Era un punto de vista muy radical, por decirlo suavemente. Pascale sonaba como si fuera Juana de Arco iniciando una cruzada.
– Ya sé lo que piensas, pero me preguntaba si tenemos derecho a inmiscuirnos. Es posible que él sepa lo que hace. Y es posible que solo sean amigos y, si es más que eso, es posible que esté enamorado de ella. Pobre Robert. Lo compadezco.
Pero ¿hasta qué punto era posible compadecerlo? Una de las máximas estrellas de Hollywood venía a visitarlo. Aunque solo fuera por eso, no cabía duda que era mucho más emocionante de lo que había sido su vida con Anne.
– Yo también lo siento por él. Es un inocente. Y esa es, justamente, la razón por la que tenemos que protegerlo. Además, Mandy se horrorizaría si lo supiera.
– No creo que tengas que decírselo -dijo John, muy en serio-. Lo que Robert le diga a su hija sobre esa mujer es asunto suyo.
– De cualquier modo, acabará por descubrirlo -dijo Pascale en tono agorero-. Que se divierta un poco después de tocia la tristeza que ha sufrido por la pérdida de Anne. Además, es probable que solo se trate de eso, de pasar un buen rato.

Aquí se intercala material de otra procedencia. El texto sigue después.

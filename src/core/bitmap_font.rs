//! Built-in 5x7 bitmap font, the last entry of every font chain.
//!
//! Covers ASCII digits and letters (lower case maps to upper case). Anything
//! else, CJK included, is reported as missing so the renderer falls back to
//! the placeholder shape.

pub const CELL_WIDTH: u32 = 5;
pub const CELL_HEIGHT: u32 = 7;

const DIGITS: [[u8; 7]; 10] = [
    [0b01110, 0b10001, 0b10011, 0b10101, 0b11001, 0b10001, 0b01110],
    [0b00100, 0b01100, 0b00100, 0b00100, 0b00100, 0b00100, 0b01110],
    [0b01110, 0b10001, 0b00001, 0b00010, 0b00100, 0b01000, 0b11111],
    [0b11111, 0b00010, 0b00100, 0b00010, 0b00001, 0b10001, 0b01110],
    [0b00010, 0b00110, 0b01010, 0b10010, 0b11111, 0b00010, 0b00010],
    [0b11111, 0b10000, 0b11110, 0b00001, 0b00001, 0b10001, 0b01110],
    [0b00110, 0b01000, 0b10000, 0b11110, 0b10001, 0b10001, 0b01110],
    [0b11111, 0b00001, 0b00010, 0b00100, 0b01000, 0b01000, 0b01000],
    [0b01110, 0b10001, 0b10001, 0b01110, 0b10001, 0b10001, 0b01110],
    [0b01110, 0b10001, 0b10001, 0b01111, 0b00001, 0b00010, 0b01100],
];

const LETTERS: [[u8; 7]; 26] = [
    [0b01110, 0b10001, 0b10001, 0b11111, 0b10001, 0b10001, 0b10001], // A
    [0b11110, 0b10001, 0b10001, 0b11110, 0b10001, 0b10001, 0b11110],
    [0b01110, 0b10001, 0b10000, 0b10000, 0b10000, 0b10001, 0b01110],
    [0b11100, 0b10010, 0b10001, 0b10001, 0b10001, 0b10010, 0b11100],
    [0b11111, 0b10000, 0b10000, 0b11110, 0b10000, 0b10000, 0b11111],
    [0b11111, 0b10000, 0b10000, 0b11110, 0b10000, 0b10000, 0b10000],
    [0b01110, 0b10001, 0b10000, 0b10111, 0b10001, 0b10001, 0b01111],
    [0b10001, 0b10001, 0b10001, 0b11111, 0b10001, 0b10001, 0b10001],
    [0b01110, 0b00100, 0b00100, 0b00100, 0b00100, 0b00100, 0b01110], // I
    [0b00111, 0b00010, 0b00010, 0b00010, 0b00010, 0b10010, 0b01100],
    [0b10001, 0b10010, 0b10100, 0b11000, 0b10100, 0b10010, 0b10001],
    [0b10000, 0b10000, 0b10000, 0b10000, 0b10000, 0b10000, 0b11111],
    [0b10001, 0b11011, 0b10101, 0b10101, 0b10001, 0b10001, 0b10001],
    [0b10001, 0b10001, 0b11001, 0b10101, 0b10011, 0b10001, 0b10001],
    [0b01110, 0b10001, 0b10001, 0b10001, 0b10001, 0b10001, 0b01110],
    [0b11110, 0b10001, 0b10001, 0b11110, 0b10000, 0b10000, 0b10000],
    [0b01110, 0b10001, 0b10001, 0b10001, 0b10101, 0b10010, 0b01101], // Q
    [0b11110, 0b10001, 0b10001, 0b11110, 0b10100, 0b10010, 0b10001],
    [0b01111, 0b10000, 0b10000, 0b01110, 0b00001, 0b00001, 0b11110],
    [0b11111, 0b00100, 0b00100, 0b00100, 0b00100, 0b00100, 0b00100],
    [0b10001, 0b10001, 0b10001, 0b10001, 0b10001, 0b10001, 0b01110],
    [0b10001, 0b10001, 0b10001, 0b10001, 0b10001, 0b01010, 0b00100],
    [0b10001, 0b10001, 0b10001, 0b10101, 0b10101, 0b10101, 0b01010],
    [0b10001, 0b10001, 0b01010, 0b00100, 0b01010, 0b10001, 0b10001],
    [0b10001, 0b10001, 0b10001, 0b01010, 0b00100, 0b00100, 0b00100],
    [0b11111, 0b00001, 0b00010, 0b00100, 0b01000, 0b10000, 0b11111], // Z
];

#[derive(Debug, Clone, Copy, PartialEq, Eq)]
pub struct BitmapGlyph {
    rows: [u8; 7],
}

/// Tight box of the lit cells, in cell units, inclusive.
#[derive(Debug, Clone, Copy, PartialEq, Eq)]
pub struct CellBounds {
    pub min_col: u32,
    pub min_row: u32,
    pub max_col: u32,
    pub max_row: u32,
}

impl CellBounds {
    pub fn width(&self) -> u32 {
        self.max_col - self.min_col + 1
    }

    pub fn height(&self) -> u32 {
        self.max_row - self.min_row + 1
    }
}

impl BitmapGlyph {
    pub fn lookup(ch: char) -> Option<Self> {
        let ch = ch.to_ascii_uppercase();
        let rows = match ch {
            '0'..='9' => DIGITS[(ch as u8 - b'0') as usize],
            'A'..='Z' => LETTERS[(ch as u8 - b'A') as usize],
            _ => return None,
        };
        Some(Self { rows })
    }

    pub fn is_set(&self, col: u32, row: u32) -> bool {
        if col >= CELL_WIDTH || row >= CELL_HEIGHT {
            return false;
        }
        self.rows[row as usize] & (1 << (CELL_WIDTH - 1 - col)) != 0
    }

    /// Every glyph in the table lights at least one cell.
    pub fn bounds(&self) -> CellBounds {
        let mut bounds = CellBounds {
            min_col: CELL_WIDTH - 1,
            min_row: CELL_HEIGHT - 1,
            max_col: 0,
            max_row: 0,
        };
        for row in 0..CELL_HEIGHT {
            for col in 0..CELL_WIDTH {
                if self.is_set(col, row) {
                    bounds.min_col = bounds.min_col.min(col);
                    bounds.min_row = bounds.min_row.min(row);
                    bounds.max_col = bounds.max_col.max(col);
                    bounds.max_row = bounds.max_row.max(row);
                }
            }
        }
        bounds
    }

    /// Lit cells as (col, row) pairs.
    pub fn cells(&self) -> impl Iterator<Item = (u32, u32)> + '_ {
        (0..CELL_HEIGHT)
            .flat_map(|row| (0..CELL_WIDTH).map(move |col| (col, row)))
            .filter(|&(col, row)| self.is_set(col, row))
    }
}

/// Edge length in pixels of one font cell at the given point size.
pub fn cell_scale(font_size: u32) -> u32 {
    font_size / CELL_HEIGHT
}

Más adelante, ya encontraremos alguien adecuado para él -concluyó tajante.
– Bueno, no es que lo esté haciendo mal, él sólito -le recordó John-. Diablos, es un monumento y una de las actrices más famosas del país.
– Precisamente -dijo Pascale, como si él hubiera probado que ella tenía razón-. Y esa es la razón por la que debemos protegerlo. No puede ser una buena persona, de ninguna manera, teniendo todo eso en cuenta -dijo Pascale enfáticamente.
– Pobre Robert -repitió John con una sonrisa.
Mientras se iba quedando dormido, acurrucado contra Pascale, John sabía que tenía que compadecerlo, pero, pese a los alarmantes augurios de Pascale, seguía pensando que no estaba nada mal.